--- TASK DATA Enclosed Below ---

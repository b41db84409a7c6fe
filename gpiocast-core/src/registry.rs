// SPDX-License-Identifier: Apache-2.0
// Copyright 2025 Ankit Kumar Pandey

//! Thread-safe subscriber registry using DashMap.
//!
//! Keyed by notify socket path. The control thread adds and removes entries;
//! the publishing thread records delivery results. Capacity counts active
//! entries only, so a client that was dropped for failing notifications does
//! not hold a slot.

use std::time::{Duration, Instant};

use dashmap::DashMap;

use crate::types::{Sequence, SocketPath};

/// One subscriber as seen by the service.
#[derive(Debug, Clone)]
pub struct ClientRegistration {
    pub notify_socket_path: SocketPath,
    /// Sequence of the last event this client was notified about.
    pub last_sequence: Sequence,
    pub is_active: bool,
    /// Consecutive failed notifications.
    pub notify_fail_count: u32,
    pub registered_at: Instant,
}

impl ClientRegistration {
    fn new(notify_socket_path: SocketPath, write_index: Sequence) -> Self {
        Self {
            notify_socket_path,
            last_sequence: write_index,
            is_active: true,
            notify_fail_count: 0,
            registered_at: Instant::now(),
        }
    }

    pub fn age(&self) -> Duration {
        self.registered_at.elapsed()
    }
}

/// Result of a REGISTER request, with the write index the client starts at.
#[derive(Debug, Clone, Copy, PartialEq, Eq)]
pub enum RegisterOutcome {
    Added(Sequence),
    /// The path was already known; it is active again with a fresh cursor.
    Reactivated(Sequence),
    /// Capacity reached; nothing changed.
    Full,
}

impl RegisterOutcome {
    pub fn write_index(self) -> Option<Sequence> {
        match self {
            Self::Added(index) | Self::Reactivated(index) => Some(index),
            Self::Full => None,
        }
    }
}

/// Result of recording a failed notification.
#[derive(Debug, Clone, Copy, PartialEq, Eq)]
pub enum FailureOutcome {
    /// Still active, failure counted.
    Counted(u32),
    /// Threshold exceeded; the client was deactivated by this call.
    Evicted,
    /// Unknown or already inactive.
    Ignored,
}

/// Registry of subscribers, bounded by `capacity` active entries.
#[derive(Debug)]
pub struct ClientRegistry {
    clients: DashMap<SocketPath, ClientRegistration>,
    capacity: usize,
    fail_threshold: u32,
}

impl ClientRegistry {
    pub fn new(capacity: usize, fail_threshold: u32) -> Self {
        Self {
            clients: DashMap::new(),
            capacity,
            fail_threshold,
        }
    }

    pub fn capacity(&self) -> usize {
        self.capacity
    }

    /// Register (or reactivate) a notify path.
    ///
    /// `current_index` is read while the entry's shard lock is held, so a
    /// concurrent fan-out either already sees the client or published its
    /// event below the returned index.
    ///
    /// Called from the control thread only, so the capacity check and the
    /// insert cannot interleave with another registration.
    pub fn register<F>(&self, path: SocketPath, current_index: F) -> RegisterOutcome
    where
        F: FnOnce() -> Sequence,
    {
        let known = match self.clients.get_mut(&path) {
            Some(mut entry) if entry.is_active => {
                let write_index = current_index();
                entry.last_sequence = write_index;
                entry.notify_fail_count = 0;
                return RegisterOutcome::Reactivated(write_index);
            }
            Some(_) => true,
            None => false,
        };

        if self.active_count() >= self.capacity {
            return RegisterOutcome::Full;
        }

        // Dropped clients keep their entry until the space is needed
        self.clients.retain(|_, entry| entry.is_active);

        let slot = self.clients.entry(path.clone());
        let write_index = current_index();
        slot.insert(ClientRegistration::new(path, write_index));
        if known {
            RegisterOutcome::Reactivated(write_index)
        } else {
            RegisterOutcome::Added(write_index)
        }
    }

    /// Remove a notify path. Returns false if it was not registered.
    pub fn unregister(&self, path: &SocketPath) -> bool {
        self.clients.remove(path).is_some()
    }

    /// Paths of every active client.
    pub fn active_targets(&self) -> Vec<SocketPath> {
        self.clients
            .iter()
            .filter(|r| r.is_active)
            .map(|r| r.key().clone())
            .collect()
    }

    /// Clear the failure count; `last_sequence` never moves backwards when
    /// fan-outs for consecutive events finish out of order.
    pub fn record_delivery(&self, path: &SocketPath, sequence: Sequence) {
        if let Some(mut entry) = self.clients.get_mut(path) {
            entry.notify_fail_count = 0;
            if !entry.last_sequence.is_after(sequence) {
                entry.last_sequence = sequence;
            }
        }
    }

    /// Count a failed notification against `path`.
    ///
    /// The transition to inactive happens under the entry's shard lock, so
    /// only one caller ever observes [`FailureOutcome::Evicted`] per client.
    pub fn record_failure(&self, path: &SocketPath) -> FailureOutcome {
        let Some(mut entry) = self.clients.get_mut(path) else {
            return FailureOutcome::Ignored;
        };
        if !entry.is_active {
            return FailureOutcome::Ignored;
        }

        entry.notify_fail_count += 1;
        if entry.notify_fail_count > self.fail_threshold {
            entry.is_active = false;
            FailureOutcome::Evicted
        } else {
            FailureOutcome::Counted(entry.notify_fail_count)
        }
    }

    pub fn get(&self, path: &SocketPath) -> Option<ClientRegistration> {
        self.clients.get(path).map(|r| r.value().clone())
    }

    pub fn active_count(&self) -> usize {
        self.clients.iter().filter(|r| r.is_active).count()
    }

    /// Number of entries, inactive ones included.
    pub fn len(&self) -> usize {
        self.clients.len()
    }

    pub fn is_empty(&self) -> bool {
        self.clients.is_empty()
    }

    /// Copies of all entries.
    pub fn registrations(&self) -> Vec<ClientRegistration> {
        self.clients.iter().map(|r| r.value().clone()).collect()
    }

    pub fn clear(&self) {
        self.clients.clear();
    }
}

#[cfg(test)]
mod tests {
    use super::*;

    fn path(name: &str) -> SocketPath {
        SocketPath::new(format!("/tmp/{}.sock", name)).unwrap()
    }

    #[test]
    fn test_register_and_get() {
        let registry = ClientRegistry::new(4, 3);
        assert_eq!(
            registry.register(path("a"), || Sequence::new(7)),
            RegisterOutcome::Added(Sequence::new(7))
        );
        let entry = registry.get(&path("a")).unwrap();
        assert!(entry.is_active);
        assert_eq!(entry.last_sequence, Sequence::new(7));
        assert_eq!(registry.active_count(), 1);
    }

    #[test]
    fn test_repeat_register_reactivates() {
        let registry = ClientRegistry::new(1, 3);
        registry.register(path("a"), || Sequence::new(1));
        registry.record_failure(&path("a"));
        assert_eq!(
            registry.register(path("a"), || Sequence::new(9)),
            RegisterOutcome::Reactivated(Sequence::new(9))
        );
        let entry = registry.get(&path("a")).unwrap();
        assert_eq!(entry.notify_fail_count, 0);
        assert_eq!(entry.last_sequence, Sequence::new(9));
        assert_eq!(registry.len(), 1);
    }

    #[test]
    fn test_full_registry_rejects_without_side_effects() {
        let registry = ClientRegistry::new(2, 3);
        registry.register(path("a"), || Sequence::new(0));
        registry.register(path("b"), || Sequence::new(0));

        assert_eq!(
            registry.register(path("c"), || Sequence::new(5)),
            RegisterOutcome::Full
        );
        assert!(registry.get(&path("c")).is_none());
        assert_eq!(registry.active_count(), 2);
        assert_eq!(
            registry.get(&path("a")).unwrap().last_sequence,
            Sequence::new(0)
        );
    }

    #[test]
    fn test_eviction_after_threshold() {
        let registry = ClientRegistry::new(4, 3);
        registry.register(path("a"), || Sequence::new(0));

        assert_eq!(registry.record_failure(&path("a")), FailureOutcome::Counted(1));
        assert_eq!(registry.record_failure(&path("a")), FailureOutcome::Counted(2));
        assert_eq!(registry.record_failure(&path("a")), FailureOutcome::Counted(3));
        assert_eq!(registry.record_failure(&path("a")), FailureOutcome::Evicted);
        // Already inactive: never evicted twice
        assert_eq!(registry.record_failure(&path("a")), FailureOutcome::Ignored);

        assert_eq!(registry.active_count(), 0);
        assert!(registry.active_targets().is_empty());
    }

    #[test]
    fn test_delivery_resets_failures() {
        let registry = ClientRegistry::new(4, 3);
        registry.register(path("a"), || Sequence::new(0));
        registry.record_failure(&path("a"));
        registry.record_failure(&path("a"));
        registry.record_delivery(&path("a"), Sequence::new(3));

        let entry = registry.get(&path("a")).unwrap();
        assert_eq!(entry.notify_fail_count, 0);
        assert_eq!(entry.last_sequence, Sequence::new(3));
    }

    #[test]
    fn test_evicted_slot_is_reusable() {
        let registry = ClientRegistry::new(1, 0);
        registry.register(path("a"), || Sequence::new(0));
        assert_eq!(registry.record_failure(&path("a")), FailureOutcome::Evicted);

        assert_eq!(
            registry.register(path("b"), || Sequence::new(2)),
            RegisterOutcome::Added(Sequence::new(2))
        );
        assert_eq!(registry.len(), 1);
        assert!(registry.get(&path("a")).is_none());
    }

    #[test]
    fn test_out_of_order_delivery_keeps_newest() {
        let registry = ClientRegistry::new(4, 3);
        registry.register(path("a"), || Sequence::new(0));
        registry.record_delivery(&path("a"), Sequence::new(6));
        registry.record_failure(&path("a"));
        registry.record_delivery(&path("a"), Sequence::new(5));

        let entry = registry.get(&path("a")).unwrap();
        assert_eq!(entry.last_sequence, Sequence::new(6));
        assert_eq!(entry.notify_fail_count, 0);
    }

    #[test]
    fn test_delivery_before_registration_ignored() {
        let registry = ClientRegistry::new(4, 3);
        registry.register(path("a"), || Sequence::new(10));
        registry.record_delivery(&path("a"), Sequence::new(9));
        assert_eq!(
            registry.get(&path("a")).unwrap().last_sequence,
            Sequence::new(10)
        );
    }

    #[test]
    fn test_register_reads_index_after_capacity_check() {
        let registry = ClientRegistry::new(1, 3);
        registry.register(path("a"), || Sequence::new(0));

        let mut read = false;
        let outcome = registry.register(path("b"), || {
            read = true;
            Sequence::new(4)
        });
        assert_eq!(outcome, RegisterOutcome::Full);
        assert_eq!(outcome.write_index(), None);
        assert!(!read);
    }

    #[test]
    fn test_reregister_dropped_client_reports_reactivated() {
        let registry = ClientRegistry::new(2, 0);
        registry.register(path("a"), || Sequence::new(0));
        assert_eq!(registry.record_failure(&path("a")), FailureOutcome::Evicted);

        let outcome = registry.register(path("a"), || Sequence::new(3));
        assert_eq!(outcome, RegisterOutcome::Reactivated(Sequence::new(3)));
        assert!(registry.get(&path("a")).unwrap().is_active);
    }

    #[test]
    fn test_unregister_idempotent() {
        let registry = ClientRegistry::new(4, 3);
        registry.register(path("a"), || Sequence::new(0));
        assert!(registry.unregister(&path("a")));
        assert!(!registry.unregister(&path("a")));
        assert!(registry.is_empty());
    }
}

--- End of Enclosed TASK DATA ---
--- TASK DATA Enclosed Below ---

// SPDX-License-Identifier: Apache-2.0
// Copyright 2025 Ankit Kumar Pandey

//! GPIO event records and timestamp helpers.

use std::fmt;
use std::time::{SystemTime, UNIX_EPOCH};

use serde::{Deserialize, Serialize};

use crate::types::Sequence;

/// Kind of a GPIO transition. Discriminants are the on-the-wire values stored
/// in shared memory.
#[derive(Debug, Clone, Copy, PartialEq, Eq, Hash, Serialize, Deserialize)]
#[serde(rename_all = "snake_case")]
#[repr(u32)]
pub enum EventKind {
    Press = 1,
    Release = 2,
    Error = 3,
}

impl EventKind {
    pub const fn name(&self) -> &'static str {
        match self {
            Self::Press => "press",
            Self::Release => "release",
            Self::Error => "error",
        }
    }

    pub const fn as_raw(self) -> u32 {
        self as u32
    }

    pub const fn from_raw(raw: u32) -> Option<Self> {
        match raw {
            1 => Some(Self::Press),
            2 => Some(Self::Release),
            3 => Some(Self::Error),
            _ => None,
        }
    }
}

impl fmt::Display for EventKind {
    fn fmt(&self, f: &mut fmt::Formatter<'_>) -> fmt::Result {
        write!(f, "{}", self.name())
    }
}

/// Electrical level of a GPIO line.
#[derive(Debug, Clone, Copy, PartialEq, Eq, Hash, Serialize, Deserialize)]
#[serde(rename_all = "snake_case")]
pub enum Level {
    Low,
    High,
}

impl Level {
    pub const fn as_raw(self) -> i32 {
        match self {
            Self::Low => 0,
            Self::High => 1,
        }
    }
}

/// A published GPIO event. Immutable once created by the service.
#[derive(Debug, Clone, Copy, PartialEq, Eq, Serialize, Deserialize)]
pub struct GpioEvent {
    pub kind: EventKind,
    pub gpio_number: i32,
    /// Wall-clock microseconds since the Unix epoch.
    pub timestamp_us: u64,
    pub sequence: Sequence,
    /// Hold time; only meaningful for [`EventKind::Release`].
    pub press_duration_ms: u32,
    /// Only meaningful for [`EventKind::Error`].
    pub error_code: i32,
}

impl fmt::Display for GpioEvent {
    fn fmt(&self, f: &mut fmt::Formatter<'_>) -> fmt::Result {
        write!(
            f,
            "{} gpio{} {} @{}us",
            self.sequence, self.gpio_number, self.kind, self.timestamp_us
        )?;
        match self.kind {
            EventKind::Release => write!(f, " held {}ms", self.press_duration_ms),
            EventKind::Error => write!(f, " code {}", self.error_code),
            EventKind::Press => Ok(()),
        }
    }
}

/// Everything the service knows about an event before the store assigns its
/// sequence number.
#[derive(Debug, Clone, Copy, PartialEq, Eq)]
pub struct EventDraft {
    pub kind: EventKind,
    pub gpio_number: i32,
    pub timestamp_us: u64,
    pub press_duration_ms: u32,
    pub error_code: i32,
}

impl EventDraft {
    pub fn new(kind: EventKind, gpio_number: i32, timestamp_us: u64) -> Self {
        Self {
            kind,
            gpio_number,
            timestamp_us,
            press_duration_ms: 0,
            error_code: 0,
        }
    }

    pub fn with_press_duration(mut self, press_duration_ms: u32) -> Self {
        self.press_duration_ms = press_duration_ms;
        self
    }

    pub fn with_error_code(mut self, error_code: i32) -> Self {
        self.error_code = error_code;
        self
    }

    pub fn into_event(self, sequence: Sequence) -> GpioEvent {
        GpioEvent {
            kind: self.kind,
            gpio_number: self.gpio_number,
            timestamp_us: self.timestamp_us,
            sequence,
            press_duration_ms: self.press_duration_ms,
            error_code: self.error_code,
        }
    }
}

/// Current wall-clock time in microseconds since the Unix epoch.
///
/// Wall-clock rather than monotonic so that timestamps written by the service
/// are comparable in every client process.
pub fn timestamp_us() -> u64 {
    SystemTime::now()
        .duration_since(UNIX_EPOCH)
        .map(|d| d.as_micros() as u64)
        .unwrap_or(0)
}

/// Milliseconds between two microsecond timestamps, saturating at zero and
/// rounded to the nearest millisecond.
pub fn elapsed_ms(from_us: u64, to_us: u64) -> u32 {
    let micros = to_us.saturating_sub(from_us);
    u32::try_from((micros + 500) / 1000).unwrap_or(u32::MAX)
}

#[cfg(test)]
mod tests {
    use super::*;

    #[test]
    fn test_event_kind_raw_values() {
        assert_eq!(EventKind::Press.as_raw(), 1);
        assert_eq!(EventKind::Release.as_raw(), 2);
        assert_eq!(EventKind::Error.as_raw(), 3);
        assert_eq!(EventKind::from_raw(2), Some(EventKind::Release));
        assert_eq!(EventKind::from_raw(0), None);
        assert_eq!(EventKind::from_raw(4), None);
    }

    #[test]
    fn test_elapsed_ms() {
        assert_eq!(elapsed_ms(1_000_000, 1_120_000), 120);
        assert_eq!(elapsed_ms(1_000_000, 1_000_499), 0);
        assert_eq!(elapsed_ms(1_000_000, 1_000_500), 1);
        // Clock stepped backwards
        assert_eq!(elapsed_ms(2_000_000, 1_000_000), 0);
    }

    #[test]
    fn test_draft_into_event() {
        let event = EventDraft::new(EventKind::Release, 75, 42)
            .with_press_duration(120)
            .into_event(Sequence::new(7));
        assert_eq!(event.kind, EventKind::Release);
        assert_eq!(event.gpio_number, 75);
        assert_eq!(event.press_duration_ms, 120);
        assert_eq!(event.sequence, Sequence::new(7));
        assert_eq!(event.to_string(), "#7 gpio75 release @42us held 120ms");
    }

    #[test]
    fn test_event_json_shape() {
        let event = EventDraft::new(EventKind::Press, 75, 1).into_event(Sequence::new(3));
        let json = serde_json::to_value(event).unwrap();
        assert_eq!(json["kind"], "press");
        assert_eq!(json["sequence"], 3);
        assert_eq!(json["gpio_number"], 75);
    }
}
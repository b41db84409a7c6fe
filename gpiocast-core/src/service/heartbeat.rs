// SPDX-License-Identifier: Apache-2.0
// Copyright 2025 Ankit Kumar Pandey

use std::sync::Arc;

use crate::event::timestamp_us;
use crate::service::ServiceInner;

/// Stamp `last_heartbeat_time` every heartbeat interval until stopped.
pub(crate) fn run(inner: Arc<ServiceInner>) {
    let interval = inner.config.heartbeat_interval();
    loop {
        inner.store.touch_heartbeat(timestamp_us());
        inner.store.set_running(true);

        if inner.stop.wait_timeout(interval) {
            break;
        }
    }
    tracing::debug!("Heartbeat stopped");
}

--- End of Enclosed TASK DATA ---

# TASK TO CARRY OUT
Using the records above, restate word for word the lines from the one with "pub fn active_targets(&self)" through the one with "let Some(mut entry) = self.clients.get_mut(path) else", both included.

# WRITTEN RESPONSE
    pub fn active_targets(&self) -> Vec<SocketPath> {
        self.clients
            .iter()
            .filter(|r| r.is_active)
            .map(|r| r.key().clone())
            .collect()
    }

    /// Clear the failure count; `last_sequence` never moves backwards when
    /// fan-outs for consecutive events finish out of order.
    pub fn record_delivery(&self, path: &SocketPath, sequence: Sequence) {
        if let Some(mut entry) = self.clients.get_mut(path) {
            entry.notify_fail_count = 0;
            if !entry.last_sequence.is_after(sequence) {
                entry.last_sequence = sequence;
            }
        }
    }

    /// Count a failed notification against `path`.
    ///
    /// The transition to inactive happens under the entry's shard lock, so
    /// only one caller ever observes [`FailureOutcome::Evicted`] per client.
    pub fn record_failure(&self, path: &SocketPath) -> FailureOutcome {
        let Some(mut entry) = self.clients.get_mut(path) else {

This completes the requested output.